ENTRIES SUPPLIED.
BEGIN

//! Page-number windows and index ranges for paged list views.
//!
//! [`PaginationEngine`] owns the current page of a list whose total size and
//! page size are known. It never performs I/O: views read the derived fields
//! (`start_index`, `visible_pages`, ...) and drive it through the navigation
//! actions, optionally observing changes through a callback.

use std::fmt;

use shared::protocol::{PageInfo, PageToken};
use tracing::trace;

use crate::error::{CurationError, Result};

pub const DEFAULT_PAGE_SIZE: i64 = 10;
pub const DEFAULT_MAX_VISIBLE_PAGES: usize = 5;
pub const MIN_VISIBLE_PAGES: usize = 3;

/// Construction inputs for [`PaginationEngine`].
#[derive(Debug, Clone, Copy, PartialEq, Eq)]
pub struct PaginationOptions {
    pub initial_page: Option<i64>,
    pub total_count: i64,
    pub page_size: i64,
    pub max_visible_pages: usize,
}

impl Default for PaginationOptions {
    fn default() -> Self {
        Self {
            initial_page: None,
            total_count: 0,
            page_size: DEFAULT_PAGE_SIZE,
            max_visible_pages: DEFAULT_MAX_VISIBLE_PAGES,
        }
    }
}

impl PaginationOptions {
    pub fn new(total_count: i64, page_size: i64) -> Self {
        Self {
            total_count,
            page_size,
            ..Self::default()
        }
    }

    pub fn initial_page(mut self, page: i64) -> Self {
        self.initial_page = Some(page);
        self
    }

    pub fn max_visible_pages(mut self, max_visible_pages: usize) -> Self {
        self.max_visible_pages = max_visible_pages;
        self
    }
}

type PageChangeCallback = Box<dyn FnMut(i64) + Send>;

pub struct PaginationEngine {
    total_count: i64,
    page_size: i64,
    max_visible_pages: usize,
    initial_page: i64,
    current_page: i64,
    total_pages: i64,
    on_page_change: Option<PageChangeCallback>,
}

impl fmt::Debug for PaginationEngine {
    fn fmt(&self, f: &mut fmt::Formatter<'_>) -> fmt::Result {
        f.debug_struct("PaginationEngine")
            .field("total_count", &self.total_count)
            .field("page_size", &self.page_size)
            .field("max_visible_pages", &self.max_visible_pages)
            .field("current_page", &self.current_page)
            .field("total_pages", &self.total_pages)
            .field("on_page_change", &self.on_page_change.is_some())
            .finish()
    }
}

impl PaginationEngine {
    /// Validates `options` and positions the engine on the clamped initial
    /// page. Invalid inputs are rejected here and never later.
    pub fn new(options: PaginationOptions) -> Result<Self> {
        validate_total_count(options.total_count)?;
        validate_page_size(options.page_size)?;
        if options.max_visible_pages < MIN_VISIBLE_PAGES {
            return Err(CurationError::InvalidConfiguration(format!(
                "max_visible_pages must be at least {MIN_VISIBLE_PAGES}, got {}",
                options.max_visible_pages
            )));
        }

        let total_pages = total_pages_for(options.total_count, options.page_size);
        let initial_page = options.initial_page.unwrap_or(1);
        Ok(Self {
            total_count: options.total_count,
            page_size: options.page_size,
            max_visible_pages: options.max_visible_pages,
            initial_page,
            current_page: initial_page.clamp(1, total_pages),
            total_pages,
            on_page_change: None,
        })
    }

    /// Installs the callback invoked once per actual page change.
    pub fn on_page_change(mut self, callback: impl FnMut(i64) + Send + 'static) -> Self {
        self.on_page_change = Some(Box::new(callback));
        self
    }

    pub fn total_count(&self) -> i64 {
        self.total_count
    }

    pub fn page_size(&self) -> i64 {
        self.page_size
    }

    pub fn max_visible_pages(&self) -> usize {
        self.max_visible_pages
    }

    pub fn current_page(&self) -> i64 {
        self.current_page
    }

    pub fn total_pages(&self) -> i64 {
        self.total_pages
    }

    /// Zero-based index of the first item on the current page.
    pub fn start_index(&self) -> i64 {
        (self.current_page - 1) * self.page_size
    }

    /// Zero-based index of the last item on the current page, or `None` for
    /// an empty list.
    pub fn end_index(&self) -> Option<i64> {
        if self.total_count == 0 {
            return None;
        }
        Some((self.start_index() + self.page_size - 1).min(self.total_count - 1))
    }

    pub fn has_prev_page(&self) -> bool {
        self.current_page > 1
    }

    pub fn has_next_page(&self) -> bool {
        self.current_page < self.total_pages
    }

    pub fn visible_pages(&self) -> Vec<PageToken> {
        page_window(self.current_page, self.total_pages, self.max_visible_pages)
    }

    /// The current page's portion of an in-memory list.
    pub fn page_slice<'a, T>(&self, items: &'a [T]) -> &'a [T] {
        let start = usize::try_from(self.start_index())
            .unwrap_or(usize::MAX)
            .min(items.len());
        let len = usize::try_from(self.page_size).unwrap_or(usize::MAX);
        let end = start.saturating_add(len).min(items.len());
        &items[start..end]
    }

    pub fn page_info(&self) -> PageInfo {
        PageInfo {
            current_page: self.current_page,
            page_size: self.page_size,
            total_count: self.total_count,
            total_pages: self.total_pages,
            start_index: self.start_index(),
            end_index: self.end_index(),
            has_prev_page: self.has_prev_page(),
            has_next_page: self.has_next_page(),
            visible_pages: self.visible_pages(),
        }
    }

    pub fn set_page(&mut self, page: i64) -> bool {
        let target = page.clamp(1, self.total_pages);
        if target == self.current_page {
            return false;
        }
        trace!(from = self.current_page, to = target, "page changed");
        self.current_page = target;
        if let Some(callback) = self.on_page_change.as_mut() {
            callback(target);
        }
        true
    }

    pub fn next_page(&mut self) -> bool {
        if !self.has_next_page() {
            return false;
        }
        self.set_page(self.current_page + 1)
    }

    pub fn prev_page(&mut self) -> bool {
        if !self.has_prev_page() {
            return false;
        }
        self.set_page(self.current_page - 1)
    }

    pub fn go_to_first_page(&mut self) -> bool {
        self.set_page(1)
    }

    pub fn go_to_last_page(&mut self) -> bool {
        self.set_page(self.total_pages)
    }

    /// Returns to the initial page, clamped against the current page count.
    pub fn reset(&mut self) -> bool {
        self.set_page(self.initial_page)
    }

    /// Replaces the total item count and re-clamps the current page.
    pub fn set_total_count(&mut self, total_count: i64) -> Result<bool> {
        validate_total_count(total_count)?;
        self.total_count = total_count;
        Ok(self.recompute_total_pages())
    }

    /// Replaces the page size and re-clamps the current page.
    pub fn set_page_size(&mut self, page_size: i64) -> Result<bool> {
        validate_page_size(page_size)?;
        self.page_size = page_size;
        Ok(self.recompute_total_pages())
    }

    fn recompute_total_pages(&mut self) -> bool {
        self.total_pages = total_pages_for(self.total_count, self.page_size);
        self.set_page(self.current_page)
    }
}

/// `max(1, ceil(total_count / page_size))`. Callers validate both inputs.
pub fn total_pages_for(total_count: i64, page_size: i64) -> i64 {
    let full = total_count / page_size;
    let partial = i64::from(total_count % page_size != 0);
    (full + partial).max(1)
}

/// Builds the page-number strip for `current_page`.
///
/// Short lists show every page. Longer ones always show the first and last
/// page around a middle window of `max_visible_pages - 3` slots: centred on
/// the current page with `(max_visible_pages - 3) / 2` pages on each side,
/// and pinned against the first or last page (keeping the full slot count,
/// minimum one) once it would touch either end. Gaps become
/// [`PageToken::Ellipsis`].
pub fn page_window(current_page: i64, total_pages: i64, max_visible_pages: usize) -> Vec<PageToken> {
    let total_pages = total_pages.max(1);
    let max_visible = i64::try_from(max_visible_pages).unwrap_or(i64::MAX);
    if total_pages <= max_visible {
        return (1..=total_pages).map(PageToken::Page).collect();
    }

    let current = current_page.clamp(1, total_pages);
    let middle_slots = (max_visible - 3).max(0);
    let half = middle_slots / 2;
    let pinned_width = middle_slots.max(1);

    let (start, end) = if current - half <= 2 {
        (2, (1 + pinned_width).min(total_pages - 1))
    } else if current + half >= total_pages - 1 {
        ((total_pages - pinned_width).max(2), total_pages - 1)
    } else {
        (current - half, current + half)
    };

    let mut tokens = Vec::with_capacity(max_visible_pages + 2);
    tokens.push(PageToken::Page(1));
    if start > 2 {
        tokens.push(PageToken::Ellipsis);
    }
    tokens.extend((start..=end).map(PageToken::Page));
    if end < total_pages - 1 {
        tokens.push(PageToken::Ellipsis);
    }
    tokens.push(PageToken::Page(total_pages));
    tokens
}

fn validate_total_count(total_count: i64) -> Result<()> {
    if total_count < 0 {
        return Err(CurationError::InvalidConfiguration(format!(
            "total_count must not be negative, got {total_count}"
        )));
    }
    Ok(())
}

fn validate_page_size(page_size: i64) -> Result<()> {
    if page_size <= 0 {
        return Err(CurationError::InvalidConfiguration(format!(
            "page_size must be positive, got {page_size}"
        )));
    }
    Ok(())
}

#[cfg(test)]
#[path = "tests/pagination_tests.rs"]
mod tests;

END
BEGIN

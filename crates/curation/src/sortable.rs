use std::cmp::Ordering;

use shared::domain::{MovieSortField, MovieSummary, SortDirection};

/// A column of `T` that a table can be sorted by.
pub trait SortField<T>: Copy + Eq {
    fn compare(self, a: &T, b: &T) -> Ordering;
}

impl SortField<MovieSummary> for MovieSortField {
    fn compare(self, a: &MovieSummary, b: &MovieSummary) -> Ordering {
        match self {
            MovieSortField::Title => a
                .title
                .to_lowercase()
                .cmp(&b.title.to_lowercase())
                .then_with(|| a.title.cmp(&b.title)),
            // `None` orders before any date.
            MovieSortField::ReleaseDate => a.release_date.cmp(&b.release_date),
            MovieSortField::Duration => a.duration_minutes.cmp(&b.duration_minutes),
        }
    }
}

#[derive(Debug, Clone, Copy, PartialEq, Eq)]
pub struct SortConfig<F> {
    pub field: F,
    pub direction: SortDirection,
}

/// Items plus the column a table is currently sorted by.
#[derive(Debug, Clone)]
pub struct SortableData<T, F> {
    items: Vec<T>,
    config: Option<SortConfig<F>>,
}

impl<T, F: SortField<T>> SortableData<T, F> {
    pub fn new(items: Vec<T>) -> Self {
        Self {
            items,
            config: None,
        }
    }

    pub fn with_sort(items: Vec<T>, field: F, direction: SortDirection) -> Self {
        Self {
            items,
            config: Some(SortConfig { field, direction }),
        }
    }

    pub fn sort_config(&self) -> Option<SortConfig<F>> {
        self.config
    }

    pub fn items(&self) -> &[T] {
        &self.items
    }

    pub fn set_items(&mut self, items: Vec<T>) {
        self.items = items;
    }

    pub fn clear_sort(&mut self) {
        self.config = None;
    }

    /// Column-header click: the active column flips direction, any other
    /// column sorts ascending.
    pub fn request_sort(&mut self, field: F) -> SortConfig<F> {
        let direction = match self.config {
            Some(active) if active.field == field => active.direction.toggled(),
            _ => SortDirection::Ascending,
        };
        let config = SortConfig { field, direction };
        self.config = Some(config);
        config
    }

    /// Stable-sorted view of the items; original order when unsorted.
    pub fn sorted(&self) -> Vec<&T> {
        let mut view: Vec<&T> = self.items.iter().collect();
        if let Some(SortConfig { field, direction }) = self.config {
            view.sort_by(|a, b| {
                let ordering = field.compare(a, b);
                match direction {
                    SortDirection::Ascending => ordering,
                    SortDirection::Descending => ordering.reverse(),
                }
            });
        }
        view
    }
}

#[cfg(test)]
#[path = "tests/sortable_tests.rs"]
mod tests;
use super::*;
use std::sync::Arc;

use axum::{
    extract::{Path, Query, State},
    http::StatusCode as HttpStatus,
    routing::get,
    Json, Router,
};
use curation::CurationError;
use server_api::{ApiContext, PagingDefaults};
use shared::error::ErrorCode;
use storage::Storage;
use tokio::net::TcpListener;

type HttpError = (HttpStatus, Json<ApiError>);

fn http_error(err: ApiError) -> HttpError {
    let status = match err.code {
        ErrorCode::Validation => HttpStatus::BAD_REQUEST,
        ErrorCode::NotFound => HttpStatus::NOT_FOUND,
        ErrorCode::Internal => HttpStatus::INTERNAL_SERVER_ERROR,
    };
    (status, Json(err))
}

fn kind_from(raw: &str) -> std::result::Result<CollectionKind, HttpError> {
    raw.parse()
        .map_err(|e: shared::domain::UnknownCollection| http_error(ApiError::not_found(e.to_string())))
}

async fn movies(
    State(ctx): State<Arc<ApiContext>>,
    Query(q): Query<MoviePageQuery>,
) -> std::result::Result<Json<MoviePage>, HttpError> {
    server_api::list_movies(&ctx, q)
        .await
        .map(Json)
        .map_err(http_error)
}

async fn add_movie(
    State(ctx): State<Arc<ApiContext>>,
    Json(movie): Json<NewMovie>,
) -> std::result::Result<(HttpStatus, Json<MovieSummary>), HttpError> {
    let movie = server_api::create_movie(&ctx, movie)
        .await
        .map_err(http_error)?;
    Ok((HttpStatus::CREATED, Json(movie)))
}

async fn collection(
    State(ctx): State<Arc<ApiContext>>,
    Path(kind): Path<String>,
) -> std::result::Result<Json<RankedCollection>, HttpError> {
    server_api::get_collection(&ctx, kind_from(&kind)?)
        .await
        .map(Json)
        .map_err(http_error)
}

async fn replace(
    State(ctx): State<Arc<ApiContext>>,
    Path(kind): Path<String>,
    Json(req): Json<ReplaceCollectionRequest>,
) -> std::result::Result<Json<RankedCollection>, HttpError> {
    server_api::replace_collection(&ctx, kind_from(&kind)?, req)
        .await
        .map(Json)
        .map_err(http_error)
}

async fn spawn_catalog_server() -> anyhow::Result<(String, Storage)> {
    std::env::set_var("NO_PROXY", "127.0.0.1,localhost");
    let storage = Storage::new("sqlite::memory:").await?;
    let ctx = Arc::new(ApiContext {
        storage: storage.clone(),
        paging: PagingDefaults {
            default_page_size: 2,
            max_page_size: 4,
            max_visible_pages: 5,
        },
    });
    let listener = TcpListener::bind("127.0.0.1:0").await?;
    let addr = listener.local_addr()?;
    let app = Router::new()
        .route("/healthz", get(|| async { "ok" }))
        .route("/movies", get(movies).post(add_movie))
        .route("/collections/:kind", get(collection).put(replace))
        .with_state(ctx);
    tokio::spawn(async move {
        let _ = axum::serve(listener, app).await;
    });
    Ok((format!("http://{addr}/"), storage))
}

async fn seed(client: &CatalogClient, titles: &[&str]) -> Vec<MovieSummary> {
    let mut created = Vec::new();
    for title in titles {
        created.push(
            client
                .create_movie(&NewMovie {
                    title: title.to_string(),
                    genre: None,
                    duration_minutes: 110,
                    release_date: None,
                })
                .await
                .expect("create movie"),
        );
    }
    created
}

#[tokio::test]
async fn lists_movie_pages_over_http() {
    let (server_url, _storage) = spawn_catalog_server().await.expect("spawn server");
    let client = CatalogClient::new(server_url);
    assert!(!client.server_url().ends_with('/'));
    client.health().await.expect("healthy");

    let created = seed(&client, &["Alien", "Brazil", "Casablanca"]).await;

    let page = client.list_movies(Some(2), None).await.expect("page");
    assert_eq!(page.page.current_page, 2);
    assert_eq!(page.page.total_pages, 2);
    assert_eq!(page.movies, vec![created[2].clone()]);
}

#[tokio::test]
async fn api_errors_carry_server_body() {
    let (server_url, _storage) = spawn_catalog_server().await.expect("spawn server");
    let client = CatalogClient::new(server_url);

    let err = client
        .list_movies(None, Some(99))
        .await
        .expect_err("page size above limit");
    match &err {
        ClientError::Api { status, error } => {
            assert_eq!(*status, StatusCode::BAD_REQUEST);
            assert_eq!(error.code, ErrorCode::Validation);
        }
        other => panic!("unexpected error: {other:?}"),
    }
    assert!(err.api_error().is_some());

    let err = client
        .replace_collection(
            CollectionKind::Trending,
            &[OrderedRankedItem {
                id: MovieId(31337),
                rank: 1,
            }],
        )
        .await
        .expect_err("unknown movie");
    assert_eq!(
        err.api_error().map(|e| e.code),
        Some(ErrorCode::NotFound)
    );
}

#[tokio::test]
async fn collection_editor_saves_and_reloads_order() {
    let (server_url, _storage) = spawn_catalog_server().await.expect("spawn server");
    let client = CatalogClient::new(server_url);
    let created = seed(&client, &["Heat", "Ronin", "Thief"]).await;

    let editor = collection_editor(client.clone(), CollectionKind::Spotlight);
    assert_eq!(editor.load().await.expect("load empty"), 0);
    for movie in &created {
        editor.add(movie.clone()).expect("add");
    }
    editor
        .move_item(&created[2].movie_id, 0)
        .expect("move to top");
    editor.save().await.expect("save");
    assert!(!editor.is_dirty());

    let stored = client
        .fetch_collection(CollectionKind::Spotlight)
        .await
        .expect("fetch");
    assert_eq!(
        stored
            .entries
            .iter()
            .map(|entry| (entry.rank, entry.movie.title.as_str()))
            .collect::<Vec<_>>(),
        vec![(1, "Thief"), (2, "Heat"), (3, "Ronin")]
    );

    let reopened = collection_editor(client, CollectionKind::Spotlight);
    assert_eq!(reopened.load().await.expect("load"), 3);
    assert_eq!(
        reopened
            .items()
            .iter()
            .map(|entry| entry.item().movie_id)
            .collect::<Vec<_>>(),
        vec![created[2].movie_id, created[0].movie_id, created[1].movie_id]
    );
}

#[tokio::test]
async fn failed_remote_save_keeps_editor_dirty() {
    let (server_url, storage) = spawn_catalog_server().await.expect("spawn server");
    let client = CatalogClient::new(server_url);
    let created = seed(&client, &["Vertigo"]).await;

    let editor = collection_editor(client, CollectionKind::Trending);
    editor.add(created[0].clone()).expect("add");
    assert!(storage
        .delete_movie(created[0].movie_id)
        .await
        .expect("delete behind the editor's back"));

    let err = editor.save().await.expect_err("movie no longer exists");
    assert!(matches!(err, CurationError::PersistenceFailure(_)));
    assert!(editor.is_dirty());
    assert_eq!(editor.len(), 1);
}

END

THE TASK. Look through the entries above and find each line where the word "must" occurs; copy those lines.

ANSWER SPACE.
                "max_visible_pages must be at least {MIN_VISIBLE_PAGES}, got {}",
            "total_count must not be negative, got {total_count}"
            "page_size must be positive, got {page_size}"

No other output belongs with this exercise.